■ **Task to complete**:
Return exactly the lines of the entries, from the one with "pub struct CreateVehiclePayload" to the last.

[[ Record extracts open ]]

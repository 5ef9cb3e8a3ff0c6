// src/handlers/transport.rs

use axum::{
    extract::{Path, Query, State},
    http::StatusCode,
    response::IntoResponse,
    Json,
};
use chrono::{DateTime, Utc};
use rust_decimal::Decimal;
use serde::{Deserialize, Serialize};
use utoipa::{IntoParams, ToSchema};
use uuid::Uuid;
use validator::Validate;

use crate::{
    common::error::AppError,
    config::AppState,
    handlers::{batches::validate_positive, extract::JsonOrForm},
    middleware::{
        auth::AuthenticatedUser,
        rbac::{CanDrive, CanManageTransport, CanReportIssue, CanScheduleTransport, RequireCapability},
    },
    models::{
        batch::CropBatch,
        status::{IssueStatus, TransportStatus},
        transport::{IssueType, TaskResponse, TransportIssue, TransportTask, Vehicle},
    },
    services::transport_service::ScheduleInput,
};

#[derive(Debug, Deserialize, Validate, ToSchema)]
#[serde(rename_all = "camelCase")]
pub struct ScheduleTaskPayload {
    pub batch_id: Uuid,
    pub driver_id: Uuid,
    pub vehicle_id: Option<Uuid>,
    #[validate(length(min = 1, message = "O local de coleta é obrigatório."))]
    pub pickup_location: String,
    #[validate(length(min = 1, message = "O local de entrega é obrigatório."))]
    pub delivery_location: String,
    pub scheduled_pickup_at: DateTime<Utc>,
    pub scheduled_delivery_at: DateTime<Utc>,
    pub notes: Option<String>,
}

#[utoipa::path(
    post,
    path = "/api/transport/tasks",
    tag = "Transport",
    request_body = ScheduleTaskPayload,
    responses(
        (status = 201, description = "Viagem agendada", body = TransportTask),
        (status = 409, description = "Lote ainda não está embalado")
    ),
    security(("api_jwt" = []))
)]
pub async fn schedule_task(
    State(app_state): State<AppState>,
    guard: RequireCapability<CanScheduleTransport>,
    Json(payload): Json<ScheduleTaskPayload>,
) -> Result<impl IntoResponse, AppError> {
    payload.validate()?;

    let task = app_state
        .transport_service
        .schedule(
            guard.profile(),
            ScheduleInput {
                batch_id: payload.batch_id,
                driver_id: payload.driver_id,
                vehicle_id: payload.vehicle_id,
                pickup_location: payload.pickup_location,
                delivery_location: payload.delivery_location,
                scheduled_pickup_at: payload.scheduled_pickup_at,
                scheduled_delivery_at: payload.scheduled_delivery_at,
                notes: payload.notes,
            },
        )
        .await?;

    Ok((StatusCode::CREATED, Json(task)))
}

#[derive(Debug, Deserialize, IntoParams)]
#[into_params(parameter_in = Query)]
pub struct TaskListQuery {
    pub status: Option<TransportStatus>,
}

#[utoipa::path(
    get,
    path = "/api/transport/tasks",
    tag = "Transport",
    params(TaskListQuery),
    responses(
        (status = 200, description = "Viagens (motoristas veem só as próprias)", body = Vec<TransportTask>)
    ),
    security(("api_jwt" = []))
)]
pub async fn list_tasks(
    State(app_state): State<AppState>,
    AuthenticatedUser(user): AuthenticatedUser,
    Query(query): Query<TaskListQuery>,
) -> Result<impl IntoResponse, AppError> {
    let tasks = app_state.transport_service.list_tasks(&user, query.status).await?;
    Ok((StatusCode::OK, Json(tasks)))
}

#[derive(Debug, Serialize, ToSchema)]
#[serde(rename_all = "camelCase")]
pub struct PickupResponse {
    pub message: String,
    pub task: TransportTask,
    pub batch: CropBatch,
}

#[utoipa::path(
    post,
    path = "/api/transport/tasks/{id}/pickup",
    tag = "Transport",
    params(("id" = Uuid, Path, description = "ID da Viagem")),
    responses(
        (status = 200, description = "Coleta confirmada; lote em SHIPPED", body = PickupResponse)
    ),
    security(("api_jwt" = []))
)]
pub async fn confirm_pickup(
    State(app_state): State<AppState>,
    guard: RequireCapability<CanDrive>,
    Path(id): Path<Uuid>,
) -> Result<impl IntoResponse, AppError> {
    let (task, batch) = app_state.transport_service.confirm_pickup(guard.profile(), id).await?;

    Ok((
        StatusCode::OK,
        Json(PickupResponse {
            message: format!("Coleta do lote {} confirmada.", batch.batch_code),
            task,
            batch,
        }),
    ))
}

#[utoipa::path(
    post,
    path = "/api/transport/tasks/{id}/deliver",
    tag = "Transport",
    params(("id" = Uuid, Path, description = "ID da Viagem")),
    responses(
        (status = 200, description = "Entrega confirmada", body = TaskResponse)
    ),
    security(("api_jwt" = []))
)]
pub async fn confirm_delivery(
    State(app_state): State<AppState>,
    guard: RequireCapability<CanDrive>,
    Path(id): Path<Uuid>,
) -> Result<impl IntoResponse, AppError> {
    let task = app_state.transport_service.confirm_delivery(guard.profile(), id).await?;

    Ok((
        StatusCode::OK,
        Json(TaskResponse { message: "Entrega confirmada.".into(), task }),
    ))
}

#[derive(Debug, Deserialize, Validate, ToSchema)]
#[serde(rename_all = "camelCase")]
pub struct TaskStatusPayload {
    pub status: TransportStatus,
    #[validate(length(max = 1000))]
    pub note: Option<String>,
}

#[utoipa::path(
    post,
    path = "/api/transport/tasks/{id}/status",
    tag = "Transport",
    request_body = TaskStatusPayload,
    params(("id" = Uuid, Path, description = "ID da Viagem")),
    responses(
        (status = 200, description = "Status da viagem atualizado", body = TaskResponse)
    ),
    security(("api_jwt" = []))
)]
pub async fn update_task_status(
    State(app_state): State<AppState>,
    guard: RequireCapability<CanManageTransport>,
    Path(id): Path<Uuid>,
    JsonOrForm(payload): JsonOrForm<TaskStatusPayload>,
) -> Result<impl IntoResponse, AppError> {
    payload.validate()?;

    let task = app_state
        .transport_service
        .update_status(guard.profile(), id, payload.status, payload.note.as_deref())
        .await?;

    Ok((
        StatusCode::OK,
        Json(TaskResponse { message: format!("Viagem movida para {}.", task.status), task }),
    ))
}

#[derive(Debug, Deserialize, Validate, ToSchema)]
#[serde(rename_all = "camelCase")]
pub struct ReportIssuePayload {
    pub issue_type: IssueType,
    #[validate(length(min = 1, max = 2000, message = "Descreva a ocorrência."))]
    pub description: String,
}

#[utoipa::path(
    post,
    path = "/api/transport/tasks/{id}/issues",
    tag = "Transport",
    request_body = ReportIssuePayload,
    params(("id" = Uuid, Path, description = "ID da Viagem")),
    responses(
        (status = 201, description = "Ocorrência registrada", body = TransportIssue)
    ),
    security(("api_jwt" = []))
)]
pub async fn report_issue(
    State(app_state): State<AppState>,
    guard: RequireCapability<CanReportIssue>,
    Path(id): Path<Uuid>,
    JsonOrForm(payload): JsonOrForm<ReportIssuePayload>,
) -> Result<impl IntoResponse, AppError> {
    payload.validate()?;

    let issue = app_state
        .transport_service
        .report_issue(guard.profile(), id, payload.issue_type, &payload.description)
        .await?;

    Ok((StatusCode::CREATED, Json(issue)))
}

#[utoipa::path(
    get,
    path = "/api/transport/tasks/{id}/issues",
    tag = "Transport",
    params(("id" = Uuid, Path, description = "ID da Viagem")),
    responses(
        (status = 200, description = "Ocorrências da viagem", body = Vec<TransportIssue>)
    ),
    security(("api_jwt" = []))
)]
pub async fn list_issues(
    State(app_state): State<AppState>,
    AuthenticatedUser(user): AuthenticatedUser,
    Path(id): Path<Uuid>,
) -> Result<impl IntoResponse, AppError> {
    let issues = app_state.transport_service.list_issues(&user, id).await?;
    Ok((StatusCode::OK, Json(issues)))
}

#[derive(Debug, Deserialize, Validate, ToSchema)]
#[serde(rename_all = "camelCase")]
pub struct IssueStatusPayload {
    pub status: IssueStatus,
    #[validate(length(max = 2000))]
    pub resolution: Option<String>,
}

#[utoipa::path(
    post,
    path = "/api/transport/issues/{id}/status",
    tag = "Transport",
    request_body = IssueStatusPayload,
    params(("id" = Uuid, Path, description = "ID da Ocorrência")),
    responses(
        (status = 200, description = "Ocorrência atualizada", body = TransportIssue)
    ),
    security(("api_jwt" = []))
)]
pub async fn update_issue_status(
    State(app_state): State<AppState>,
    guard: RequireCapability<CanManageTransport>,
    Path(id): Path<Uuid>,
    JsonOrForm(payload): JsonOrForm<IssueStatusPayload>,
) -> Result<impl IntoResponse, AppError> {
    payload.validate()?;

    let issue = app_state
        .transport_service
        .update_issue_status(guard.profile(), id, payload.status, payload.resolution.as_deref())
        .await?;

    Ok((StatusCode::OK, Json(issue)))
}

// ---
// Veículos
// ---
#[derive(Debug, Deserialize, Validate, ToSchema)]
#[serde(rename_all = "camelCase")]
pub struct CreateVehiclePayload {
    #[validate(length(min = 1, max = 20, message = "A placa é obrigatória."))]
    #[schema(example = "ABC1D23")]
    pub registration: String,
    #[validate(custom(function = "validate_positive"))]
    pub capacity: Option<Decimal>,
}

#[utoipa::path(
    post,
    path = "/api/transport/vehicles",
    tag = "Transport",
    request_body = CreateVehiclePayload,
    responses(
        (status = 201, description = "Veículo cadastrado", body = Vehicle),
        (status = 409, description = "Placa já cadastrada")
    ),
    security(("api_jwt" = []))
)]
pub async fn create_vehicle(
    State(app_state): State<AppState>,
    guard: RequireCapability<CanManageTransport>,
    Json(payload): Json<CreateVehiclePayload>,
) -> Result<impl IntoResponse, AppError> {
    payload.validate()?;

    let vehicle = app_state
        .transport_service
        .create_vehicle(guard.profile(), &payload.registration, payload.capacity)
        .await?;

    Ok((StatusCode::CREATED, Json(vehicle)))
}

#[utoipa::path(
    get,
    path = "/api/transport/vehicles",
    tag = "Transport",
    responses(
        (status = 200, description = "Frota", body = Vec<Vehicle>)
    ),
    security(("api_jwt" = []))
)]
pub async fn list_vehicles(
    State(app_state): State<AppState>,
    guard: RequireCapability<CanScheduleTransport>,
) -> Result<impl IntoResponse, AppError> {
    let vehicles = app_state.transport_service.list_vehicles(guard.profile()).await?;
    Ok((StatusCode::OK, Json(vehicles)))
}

[[ Record extracts closed ]]

■ **Solution to this exercise**:
pub struct CreateVehiclePayload {
    #[validate(length(min = 1, max = 20, message = "A placa é obrigatória."))]
    #[schema(example = "ABC1D23")]
    pub registration: String,
    #[validate(custom(function = "validate_positive"))]
    pub capacity: Option<Decimal>,
}

#[utoipa::path(
    post,
    path = "/api/transport/vehicles",
    tag = "Transport",
    request_body = CreateVehiclePayload,
    responses(
        (status = 201, description = "Veículo cadastrado", body = Vehicle),
        (status = 409, description = "Placa já cadastrada")
    ),
    security(("api_jwt" = []))
)]
pub async fn create_vehicle(
    State(app_state): State<AppState>,
    guard: RequireCapability<CanManageTransport>,
    Json(payload): Json<CreateVehiclePayload>,
) -> Result<impl IntoResponse, AppError> {
    payload.validate()?;

    let vehicle = app_state
        .transport_service
        .create_vehicle(guard.profile(), &payload.registration, payload.capacity)
        .await?;

    Ok((StatusCode::CREATED, Json(vehicle)))
}

#[utoipa::path(
    get,
    path = "/api/transport/vehicles",
    tag = "Transport",
    responses(
        (status = 200, description = "Frota", body = Vec<Vehicle>)
    ),
    security(("api_jwt" = []))
)]
pub async fn list_vehicles(
    State(app_state): State<AppState>,
    guard: RequireCapability<CanScheduleTransport>,
) -> Result<impl IntoResponse, AppError> {
    let vehicles = app_state.transport_service.list_vehicles(guard.profile()).await?;
    Ok((StatusCode::OK, Json(vehicles)))
}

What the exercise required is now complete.